> [Instructions for the task] Reproduce the records exactly through the line with "pub fn poster_url(poster_path: &str)".

> [Information provided]

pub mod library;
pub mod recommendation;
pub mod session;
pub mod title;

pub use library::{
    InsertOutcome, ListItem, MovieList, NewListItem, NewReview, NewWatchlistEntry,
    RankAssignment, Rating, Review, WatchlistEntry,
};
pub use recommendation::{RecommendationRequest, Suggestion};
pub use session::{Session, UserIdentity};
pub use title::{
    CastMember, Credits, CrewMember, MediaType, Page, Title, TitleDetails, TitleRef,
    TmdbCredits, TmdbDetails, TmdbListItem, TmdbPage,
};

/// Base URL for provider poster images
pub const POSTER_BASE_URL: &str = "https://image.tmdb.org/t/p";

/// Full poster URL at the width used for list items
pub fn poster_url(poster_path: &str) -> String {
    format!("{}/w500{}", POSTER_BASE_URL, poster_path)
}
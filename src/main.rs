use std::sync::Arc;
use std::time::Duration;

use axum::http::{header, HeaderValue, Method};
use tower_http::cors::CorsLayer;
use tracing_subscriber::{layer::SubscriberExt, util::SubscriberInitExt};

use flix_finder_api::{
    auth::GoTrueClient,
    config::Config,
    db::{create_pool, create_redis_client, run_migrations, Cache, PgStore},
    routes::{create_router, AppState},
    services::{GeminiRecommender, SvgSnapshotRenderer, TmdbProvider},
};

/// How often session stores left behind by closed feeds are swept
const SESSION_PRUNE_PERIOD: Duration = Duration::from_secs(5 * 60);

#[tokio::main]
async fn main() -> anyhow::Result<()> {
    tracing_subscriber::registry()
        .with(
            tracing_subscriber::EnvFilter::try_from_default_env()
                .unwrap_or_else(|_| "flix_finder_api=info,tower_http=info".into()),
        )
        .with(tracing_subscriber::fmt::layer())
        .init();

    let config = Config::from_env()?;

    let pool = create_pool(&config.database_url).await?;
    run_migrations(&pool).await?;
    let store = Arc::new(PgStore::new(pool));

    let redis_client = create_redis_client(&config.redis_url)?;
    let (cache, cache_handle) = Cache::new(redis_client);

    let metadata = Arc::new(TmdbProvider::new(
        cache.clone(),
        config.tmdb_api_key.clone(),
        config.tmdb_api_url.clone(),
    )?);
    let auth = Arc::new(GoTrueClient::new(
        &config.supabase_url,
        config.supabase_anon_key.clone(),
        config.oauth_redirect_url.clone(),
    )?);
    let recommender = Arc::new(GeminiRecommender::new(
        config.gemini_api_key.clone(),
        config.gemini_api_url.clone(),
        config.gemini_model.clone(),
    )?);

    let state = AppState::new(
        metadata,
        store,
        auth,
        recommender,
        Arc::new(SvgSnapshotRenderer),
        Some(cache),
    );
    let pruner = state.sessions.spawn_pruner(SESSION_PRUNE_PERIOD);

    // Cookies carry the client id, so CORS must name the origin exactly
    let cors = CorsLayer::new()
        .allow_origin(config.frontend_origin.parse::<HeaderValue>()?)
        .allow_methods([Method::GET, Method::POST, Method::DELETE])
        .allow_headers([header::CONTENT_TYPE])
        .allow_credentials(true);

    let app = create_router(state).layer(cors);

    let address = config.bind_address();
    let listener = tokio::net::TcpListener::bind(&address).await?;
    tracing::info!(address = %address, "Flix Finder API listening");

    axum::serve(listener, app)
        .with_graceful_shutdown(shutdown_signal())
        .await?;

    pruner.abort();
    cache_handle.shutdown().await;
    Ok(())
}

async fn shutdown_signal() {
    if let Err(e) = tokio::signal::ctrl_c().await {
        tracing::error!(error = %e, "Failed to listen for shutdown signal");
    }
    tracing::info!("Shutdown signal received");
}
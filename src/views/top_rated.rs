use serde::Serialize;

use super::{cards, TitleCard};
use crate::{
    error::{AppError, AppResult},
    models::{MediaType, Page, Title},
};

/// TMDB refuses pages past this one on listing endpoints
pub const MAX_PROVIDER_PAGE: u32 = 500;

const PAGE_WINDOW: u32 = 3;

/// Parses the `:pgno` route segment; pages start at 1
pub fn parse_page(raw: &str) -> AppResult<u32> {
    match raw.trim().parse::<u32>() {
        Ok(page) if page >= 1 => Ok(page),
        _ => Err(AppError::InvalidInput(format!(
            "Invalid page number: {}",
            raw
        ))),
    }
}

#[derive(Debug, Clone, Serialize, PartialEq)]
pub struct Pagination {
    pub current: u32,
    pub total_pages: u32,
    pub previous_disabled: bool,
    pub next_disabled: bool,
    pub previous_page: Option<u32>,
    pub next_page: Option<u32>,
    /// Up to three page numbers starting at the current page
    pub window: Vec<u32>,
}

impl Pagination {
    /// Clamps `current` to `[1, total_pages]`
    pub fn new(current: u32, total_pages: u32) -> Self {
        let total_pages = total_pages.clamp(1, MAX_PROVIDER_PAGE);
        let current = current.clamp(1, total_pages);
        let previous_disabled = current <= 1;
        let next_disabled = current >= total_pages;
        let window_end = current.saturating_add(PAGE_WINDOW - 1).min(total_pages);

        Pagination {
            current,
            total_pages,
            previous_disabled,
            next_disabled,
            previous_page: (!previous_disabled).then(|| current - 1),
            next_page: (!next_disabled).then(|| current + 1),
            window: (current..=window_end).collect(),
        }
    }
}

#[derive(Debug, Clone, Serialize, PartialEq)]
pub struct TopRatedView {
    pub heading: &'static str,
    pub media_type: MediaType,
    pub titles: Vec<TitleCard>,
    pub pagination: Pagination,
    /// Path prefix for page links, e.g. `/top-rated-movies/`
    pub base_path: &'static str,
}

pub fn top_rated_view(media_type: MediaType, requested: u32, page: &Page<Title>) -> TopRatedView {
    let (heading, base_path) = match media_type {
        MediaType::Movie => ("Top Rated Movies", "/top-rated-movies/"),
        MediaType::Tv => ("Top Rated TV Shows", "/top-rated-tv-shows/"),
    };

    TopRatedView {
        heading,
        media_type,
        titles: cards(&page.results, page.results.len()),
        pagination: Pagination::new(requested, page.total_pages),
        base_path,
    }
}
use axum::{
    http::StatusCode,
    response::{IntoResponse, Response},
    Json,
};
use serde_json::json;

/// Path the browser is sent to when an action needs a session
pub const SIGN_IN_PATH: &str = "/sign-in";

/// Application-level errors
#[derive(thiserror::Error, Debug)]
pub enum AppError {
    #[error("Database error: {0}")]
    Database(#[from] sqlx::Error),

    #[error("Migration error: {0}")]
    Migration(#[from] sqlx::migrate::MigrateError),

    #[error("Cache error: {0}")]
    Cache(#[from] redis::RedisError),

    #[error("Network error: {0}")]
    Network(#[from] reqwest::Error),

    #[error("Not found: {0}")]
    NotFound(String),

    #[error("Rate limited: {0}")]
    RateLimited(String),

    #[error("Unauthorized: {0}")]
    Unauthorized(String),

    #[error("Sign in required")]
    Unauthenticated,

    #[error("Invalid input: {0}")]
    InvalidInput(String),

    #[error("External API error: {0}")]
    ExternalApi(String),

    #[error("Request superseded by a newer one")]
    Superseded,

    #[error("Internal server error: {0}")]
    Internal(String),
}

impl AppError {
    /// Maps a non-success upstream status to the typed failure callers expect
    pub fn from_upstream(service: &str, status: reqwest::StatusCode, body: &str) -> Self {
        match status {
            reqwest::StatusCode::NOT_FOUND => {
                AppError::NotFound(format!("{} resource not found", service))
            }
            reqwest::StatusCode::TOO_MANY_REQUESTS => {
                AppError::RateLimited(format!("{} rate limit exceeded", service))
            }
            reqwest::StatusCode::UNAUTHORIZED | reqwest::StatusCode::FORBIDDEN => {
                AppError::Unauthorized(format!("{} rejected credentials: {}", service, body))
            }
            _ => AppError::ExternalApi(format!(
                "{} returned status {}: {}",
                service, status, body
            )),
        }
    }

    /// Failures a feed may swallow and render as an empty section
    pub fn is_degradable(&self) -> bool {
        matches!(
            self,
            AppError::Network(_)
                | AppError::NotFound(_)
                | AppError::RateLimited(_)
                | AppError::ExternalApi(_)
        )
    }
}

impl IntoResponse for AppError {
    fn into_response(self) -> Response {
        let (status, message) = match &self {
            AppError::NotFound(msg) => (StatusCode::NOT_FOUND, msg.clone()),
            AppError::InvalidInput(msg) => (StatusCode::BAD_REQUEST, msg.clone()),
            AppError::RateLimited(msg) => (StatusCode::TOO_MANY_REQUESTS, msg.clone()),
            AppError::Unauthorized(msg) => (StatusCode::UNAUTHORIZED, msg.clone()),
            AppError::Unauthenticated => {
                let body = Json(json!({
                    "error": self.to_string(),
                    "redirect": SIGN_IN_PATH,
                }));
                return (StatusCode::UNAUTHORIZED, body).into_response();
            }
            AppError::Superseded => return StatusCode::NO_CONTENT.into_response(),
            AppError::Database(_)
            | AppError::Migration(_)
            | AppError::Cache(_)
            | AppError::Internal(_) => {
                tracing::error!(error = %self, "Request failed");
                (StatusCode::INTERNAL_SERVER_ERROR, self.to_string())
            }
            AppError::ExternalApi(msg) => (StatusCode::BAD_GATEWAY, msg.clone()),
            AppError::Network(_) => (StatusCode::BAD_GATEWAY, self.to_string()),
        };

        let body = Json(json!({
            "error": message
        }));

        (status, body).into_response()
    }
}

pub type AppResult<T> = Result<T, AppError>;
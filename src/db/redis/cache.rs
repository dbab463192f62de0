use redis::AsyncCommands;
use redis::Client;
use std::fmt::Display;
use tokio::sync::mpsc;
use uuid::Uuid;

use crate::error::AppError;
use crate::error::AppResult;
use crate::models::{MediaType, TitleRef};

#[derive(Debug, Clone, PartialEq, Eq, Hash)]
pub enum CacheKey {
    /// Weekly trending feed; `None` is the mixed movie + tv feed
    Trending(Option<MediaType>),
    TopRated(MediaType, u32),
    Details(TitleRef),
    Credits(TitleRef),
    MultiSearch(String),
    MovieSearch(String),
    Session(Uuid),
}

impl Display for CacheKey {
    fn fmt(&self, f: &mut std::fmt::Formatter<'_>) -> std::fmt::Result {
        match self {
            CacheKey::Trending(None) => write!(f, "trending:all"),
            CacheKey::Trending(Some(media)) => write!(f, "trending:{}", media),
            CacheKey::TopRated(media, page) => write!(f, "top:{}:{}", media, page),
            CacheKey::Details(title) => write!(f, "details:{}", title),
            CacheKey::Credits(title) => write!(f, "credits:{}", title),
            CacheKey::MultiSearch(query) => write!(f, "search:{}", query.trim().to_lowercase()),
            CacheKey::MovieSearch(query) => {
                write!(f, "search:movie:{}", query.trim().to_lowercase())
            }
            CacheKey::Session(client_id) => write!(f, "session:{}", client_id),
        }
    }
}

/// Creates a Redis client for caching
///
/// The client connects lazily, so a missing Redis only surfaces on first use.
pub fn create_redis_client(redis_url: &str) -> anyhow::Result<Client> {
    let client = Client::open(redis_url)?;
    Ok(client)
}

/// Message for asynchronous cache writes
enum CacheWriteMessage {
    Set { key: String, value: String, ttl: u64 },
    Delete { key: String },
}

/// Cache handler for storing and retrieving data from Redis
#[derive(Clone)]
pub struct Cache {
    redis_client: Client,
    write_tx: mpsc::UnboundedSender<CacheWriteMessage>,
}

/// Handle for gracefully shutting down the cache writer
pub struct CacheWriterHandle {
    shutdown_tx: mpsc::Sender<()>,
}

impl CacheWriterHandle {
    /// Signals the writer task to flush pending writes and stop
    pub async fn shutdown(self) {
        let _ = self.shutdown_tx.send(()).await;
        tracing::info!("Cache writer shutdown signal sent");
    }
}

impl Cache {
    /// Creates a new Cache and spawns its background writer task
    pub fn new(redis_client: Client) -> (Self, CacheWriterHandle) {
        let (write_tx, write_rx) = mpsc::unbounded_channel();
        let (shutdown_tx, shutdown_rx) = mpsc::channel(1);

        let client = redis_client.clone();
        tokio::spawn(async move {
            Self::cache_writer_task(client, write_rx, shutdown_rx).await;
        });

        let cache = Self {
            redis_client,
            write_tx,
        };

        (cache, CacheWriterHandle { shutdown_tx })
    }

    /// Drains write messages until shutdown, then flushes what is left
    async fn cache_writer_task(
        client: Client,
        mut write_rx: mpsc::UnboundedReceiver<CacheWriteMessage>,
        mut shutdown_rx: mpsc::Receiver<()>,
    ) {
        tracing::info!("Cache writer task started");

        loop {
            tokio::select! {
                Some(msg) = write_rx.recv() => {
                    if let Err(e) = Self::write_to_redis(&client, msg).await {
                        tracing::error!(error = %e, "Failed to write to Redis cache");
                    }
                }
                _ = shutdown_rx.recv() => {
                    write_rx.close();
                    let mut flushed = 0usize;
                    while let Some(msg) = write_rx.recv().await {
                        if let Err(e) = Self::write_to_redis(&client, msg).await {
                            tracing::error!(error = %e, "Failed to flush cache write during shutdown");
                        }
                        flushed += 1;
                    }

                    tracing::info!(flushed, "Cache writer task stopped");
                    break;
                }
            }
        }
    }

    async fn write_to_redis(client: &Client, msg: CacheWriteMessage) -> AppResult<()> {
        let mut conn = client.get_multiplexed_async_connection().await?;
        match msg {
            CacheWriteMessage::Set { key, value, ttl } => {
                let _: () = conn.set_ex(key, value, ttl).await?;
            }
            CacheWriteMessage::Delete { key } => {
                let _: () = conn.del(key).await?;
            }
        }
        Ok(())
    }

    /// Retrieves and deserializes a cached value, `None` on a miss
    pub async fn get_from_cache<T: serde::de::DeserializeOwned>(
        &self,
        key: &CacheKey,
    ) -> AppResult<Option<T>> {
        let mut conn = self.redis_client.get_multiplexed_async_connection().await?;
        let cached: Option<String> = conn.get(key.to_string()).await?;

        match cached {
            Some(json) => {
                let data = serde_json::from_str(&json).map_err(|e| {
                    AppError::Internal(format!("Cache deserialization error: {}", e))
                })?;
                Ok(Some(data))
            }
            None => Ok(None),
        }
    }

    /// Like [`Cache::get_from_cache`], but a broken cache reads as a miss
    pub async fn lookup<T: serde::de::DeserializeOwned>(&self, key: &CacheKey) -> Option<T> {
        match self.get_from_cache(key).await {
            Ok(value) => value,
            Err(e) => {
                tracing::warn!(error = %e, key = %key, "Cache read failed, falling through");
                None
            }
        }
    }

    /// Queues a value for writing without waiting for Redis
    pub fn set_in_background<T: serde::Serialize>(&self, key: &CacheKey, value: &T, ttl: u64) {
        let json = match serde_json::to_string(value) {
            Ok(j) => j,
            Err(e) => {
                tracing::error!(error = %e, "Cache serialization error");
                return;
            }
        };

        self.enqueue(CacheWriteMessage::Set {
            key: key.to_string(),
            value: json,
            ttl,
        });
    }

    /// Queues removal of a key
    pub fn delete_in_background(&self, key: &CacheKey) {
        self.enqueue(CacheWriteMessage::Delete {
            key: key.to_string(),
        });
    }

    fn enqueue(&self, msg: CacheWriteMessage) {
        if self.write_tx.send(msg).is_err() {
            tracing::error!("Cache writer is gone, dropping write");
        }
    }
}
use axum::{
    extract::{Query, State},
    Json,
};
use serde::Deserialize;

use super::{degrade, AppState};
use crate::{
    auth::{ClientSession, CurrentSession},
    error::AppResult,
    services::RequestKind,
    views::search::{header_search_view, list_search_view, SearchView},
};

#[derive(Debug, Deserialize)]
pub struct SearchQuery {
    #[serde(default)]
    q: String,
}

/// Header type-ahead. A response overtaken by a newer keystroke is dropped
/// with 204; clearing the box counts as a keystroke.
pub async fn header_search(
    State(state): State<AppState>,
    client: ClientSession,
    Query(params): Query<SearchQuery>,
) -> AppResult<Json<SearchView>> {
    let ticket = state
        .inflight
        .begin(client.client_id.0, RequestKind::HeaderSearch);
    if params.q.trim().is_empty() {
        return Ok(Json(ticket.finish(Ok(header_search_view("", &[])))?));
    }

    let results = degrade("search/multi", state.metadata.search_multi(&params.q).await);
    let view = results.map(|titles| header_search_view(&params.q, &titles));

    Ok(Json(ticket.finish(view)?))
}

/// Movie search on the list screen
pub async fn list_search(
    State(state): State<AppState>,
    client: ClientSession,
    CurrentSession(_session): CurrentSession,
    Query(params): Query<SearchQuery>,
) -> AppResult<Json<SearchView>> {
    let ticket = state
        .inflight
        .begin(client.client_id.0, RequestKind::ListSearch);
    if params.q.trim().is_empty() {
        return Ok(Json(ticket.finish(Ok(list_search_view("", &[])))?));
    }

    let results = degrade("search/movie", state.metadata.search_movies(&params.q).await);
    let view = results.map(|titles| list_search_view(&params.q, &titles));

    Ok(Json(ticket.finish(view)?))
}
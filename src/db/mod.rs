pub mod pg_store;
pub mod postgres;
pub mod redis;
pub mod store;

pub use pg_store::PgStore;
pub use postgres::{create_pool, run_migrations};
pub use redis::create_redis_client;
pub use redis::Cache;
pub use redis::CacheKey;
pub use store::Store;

> [Worked solution]
pub mod library;
pub mod recommendation;
pub mod session;
pub mod title;

pub use library::{
    InsertOutcome, ListItem, MovieList, NewListItem, NewReview, NewWatchlistEntry,
    RankAssignment, Rating, Review, WatchlistEntry,
};
pub use recommendation::{RecommendationRequest, Suggestion};
pub use session::{Session, UserIdentity};
pub use title::{
    CastMember, Credits, CrewMember, MediaType, Page, Title, TitleDetails, TitleRef,
    TmdbCredits, TmdbDetails, TmdbListItem, TmdbPage,
};

/// Base URL for provider poster images
pub const POSTER_BASE_URL: &str = "https://image.tmdb.org/t/p";

/// Full poster URL at the width used for list items
pub fn poster_url(poster_path: &str) -> String {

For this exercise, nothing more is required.